-- Instructions for the task --
Below are the records; pull every line that includes "FieldCategory".

**** Study material ****

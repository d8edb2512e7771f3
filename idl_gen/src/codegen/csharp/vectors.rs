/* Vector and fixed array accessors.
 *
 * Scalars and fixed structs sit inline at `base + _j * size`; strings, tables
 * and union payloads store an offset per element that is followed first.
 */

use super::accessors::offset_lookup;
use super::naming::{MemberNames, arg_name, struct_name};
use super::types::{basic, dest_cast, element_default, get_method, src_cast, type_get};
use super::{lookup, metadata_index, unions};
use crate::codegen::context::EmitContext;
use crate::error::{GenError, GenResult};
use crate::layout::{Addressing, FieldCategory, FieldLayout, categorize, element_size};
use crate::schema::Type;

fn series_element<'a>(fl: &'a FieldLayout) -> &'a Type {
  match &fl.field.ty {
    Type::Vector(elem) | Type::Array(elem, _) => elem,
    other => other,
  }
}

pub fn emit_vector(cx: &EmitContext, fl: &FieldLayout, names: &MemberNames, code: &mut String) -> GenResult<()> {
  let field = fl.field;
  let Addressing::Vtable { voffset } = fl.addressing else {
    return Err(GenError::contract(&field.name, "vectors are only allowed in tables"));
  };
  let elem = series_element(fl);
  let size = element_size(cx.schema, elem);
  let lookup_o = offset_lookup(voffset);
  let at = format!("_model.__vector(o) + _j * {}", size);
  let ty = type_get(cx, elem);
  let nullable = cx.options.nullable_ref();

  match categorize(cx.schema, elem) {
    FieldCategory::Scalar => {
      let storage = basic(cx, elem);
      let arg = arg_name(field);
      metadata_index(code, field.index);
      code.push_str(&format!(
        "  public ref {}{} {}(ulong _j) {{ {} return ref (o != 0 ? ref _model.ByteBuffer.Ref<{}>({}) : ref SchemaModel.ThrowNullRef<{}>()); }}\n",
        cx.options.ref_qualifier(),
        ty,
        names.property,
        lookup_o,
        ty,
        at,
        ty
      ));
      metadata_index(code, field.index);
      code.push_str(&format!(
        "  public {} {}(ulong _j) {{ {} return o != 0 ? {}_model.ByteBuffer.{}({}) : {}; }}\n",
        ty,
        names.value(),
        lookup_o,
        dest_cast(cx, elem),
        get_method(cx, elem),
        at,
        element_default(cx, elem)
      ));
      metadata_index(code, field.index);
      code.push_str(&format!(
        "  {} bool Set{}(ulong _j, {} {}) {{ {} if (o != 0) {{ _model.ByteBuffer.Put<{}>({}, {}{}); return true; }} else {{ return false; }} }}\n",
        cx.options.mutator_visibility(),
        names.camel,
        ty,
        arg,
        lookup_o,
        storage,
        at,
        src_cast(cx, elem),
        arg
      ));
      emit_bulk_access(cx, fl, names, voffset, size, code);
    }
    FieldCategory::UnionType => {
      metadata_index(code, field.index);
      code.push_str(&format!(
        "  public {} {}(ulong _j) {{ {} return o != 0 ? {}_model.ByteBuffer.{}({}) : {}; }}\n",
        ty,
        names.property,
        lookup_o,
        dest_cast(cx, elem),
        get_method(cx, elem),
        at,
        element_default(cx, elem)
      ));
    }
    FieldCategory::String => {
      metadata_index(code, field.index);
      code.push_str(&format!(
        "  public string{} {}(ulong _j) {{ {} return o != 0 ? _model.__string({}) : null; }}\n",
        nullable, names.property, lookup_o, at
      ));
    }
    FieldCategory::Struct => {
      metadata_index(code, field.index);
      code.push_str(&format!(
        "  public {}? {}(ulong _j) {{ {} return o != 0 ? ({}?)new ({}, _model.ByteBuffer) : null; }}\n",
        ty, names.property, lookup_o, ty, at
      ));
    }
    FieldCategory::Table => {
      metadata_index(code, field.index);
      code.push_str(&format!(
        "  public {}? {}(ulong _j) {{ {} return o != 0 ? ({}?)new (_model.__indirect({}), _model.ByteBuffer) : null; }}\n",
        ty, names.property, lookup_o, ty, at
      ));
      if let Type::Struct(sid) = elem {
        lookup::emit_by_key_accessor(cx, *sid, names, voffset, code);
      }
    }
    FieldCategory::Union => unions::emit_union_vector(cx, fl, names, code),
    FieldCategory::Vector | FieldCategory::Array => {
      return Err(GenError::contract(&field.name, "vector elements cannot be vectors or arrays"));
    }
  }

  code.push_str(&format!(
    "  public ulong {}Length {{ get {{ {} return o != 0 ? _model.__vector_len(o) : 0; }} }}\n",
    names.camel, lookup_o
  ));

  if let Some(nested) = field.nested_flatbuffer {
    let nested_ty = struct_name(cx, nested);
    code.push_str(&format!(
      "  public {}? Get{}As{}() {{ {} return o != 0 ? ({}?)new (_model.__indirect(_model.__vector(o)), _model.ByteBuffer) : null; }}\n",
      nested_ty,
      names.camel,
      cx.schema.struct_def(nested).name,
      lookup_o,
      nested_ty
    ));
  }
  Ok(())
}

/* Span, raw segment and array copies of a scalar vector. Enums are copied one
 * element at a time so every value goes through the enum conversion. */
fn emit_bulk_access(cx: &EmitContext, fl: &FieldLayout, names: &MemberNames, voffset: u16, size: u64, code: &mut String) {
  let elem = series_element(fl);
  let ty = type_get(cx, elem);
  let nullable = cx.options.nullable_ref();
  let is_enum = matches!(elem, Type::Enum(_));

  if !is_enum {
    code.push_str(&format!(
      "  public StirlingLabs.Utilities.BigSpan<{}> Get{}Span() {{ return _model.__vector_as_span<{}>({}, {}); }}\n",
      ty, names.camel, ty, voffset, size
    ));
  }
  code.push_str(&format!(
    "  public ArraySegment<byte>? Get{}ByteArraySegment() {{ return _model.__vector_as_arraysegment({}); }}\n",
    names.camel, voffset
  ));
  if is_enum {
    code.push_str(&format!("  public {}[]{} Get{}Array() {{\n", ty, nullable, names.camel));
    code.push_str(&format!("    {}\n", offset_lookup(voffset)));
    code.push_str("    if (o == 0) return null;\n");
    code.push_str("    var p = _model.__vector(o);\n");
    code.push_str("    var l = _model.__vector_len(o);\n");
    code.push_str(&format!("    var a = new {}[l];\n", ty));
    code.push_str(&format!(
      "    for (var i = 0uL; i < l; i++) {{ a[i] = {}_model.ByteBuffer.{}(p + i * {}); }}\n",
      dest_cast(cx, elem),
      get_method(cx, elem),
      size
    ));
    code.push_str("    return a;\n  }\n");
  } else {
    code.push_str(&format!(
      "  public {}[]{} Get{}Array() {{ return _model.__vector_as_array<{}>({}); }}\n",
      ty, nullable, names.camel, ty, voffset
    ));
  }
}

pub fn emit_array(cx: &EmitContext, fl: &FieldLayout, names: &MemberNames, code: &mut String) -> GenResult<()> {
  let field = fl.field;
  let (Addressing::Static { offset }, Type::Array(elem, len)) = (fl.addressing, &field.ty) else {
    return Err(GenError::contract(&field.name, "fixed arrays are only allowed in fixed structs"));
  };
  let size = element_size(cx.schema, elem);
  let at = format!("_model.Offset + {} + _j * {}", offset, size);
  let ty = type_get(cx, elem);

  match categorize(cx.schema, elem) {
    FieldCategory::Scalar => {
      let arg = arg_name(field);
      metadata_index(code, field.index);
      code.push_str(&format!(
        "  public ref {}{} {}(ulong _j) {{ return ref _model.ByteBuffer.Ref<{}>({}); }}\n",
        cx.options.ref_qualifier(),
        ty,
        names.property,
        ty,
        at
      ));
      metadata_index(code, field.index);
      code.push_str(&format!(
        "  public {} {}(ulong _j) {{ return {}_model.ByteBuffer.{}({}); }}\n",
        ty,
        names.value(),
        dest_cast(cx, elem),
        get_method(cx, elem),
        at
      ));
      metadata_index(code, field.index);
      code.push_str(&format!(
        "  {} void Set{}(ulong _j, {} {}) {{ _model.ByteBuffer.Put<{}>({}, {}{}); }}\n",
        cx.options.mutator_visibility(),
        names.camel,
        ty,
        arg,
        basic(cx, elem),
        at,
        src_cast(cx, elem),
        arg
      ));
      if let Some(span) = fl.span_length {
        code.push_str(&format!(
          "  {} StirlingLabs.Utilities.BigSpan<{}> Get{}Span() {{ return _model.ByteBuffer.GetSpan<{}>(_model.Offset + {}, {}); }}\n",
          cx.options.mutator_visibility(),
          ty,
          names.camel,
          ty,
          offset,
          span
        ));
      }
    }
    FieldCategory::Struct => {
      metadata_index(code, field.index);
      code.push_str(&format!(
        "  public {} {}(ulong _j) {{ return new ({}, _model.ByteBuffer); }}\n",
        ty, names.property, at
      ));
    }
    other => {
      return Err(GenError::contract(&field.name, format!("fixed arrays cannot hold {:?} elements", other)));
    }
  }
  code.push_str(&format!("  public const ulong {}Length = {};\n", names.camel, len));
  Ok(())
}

****
**** Study material ****

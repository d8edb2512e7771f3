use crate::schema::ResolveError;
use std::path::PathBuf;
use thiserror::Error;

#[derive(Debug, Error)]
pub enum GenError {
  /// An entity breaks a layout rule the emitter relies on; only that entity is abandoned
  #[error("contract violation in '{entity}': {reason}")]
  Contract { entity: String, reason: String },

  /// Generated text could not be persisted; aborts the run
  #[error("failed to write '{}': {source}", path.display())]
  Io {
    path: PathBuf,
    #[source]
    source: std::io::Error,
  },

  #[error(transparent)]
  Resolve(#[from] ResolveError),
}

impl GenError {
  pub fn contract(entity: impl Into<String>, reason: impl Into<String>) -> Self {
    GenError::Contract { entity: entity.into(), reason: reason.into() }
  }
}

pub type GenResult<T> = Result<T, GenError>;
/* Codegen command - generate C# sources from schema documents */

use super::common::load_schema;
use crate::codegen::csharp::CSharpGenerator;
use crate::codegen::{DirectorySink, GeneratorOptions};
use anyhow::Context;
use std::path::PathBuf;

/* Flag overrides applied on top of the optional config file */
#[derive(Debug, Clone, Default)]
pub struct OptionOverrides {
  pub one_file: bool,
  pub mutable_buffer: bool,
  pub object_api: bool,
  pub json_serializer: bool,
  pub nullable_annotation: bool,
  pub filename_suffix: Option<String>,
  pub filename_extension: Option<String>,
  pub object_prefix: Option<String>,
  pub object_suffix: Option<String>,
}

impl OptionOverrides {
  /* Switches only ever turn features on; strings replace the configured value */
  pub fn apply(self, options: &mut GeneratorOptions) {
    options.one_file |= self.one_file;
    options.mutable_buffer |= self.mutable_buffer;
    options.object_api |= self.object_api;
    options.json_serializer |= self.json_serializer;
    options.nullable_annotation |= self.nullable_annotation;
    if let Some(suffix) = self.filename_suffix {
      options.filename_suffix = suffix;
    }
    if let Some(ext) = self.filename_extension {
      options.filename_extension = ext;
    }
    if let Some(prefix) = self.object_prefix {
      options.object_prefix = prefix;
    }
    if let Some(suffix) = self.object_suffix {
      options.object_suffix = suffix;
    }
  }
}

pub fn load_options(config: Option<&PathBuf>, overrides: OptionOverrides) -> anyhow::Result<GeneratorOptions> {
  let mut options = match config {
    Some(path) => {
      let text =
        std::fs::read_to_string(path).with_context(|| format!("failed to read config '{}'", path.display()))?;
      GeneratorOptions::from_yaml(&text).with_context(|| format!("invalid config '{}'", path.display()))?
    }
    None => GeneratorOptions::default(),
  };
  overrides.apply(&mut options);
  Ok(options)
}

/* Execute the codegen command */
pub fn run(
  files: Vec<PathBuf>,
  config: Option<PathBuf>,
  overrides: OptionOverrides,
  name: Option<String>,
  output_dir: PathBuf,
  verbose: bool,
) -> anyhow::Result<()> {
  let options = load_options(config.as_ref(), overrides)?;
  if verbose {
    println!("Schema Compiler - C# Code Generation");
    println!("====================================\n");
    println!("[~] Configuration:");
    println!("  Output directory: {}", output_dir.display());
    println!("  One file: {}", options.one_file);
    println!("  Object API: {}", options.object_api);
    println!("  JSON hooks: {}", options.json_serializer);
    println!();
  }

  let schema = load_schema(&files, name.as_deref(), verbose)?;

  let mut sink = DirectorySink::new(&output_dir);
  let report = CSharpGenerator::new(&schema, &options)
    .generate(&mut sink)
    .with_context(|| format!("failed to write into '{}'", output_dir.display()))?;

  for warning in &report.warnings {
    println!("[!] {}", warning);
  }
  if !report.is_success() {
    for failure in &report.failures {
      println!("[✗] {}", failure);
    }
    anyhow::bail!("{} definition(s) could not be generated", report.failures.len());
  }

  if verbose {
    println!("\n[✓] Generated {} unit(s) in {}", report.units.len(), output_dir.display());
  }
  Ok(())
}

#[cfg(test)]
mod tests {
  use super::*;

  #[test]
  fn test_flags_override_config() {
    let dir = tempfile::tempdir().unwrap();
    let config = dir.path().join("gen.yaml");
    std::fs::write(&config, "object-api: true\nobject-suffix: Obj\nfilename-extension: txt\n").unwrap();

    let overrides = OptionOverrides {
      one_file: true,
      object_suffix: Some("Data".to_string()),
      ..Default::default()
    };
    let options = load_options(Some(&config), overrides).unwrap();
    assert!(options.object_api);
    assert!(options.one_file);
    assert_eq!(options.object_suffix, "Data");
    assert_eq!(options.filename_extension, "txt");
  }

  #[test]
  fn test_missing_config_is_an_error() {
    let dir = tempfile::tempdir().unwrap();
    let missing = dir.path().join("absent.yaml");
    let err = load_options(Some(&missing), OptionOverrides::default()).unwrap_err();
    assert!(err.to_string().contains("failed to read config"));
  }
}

****

-- Answer --
use crate::layout::{Addressing, FieldCategory, FieldLayout, categorize, element_size};
    FieldCategory::Scalar => {
    FieldCategory::UnionType => {
    FieldCategory::String => {
    FieldCategory::Struct => {
    FieldCategory::Table => {
    FieldCategory::Union => unions::emit_union_vector(cx, fl, names, code),
    FieldCategory::Vector | FieldCategory::Array => {
    FieldCategory::Scalar => {
    FieldCategory::Struct => {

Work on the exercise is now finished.